La muerte

Por Mario Barghomz

La muerte siempre ha sido para la filosofía una de sus tareas fundamentales. Así como el amor, la vida, la justicia, Dios y la libertad; la muerte sigue siendo una tarea filosófica, un acontecimiento que acompaña a lo humano desde su nacimiento, un misterio, un enigma. Filósofos como Platón, Heidegger, Marco Aurelio y Schopenhauer apenas son algunos que se destacan y que se han dedicado a la tarea de hablar de ella, de filosofar al respecto.

¿Pero cómo entender algo tan abstracto, tan metafísico? Cómo entender el enigma de un acontecimiento por lo regular tan desgarrador, tan triste, tan inaceptable aun cuando la desdicha del dolor sea tanta, que la muerte sigue siendo la mejor salida posible para una vida donde ya no hay nada que hacer.

La muerte es la mejor redención de los desencantados, de los desolados, de los enfermos y las almas perdidas. Es la redentora de aquellos que en su vida nunca encontraron paz, un mejor gusto por la armonía de su existencia y se sintieron siempre desafortunados. Pero la diferencia entre la muerte redentora y la “mala muerte” será siempre significativa. La mala muerte es la muerte que nadie quiere; se presenta siempre atroz, inesperada, indeseable y dolorosa.

La muerte para algunos (y solo para algunos) es, o fue quizá la mejor manera de escapar de su dolor, de su angustia, de su mal destino, de no vivir aquello que siempre soñaron pero nunca pudieron realizar, de los suicidas que prefieren huir antes que enfrentar los dilemas de su propia alma.

La muerte debería ser el placer más digno después de haber llevado a cabo una vida completa y realizada; el descanso, la certeza de haber cumplido y de haber vivido en gracia con cada idea y cada tarea llevada a cabo. La confianza plena de que no hay más qué hacer en el entendido de un tiempo ya suficiente y agotado.

La muerte del “buen moribundo” debe ser aquella que finalmente lo guíe ante las puertas de la morada de Dios; a la vida eterna donde su alma será entonces siempre espíritu. La muerte, estemos seguros, es lo mejor que le puede pasar a un enfermo terminal, a quien ya no posee un cuerpo que le responda y la edad sea también suficiente para desear más lo espiritual que lo mundano, la casa eterna de Dios antes que cualquier otra casa en el mundo.

La buena muerte siempre será aquella necesaria, la que aparece cuando ya no hay nada que hacer o se presenta siempre oportuna para acabar con un gran dolor. Es ésta la muerte que a veces se invoca y que aparece como una bendición. La que no se lamenta sino se agradece. Esa a la que yo alguna vez tuve que suplicar su presencia para que se llevara a mi madre en medio de tanta agonía. La buena muerte siempre será bienvenida porque cuando ha recogido al moribundo todo en su entorno regresa a la calma, a la paz y la serenidad solo posibles luego del llanto y el dolor.

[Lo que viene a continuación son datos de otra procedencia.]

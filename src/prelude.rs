//! Prelude for common imports.
//!
//! ```
//! use tola_reconcile::prelude::*;
//! ```

// Node types
pub use crate::node::{fragment, h, text, Children, Element, Fragment, IntoChild, Node, NodeKind, Text};

// Attributes and events
pub use crate::attr::{AttrKey, AttrValue, Attrs, AttrsExt, ClassList, Props, Styles};
pub use crate::event::{Event, Handler};

// Algorithms
pub use crate::algo::{
    apply_ops, diff_map, diff_sequence, diff_sequence_by, diff_set, same_slot, Identity, MapDiff,
    SeqDiff, SeqOp, SeqStats, SlotKey,
};

// Reconciliation
pub use crate::lifecycle::{destroy, mount};
pub use crate::patch::{patch, patch_with_config, PatchConfig, PatchStats, Reconciler};

// Host
pub use crate::host::{render_html, HostId, HostTree, MemoryHost, Mutation};

// App
pub use crate::app::{App, Command, Emitter};

// Error
pub use crate::error::{ReconcileError, ReconcileResult};
//! Text node type
//!
//! Simple text content nodes in the render tree.

use crate::host::HostId;

// =============================================================================
// Text
// =============================================================================

/// Text content node
#[derive(Debug, PartialEq)]
pub struct Text {
    /// Text content
    pub value: String,
    /// Host text node owned by this node while mounted
    pub host: Option<HostId>,
}

impl Text {
    /// Create a new text node
    pub fn new(value: impl Into<String>) -> Self {
        Self {
            value: value.into(),
            host: None,
        }
    }

    /// Check if text content is empty
    pub fn is_empty(&self) -> bool {
        self.value.is_empty()
    }

    /// Get text length in bytes
    pub fn len(&self) -> usize {
        self.value.len()
    }
}

/// Cloning yields an unmounted copy.
impl Clone for Text {
    fn clone(&self) -> Self {
        Self::new(self.value.clone())
    }
}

La muerte de los niños y los más jóvenes sigue siendo un dilema. Aunque no mueran de mala muerte, un accidente o una enfermedad genética autoinmune, nunca debería suceder. Pero es un misterio fuera de toda lógica y todo posible criterio, aceptación o entendimiento humano.

La muerte y la vida se parecen. La una no puede estar sin la otra. La vida natural se alimenta y nutre de la muerte, de lo que antes estaba vivo. Lo llamamos ciclo vital. Los vivos vienen de los muertos, dice Platón para sostener uno de sus más enigmáticos discursos. Y la física molecular actual corrobora esta filosofía que para el caso concreto de la ciencia, no es metafísica sino dialéctica.

Y nosotros sabemos también hoy que no hay vida sin muerte. Basta ver en la naturaleza como en cada ciclo natural reproductivo, luego de morir durante el invierno regresa siempre durante la primavera. Lo que estaba muerto siempre regresa a la vida. La mejor analogía es la concepción y el nacimiento de un niño, y cómo luego de que sus padres y abuelos han envejecido, será él dentro de su ciclo natural humano quien vuelva a proveer la vida. El eterno retorno decía Federico Nietzsche.

No entendamos pues a la muerte como algo inédito o ajeno, sino como el equilibrio necesario de toda vida humana.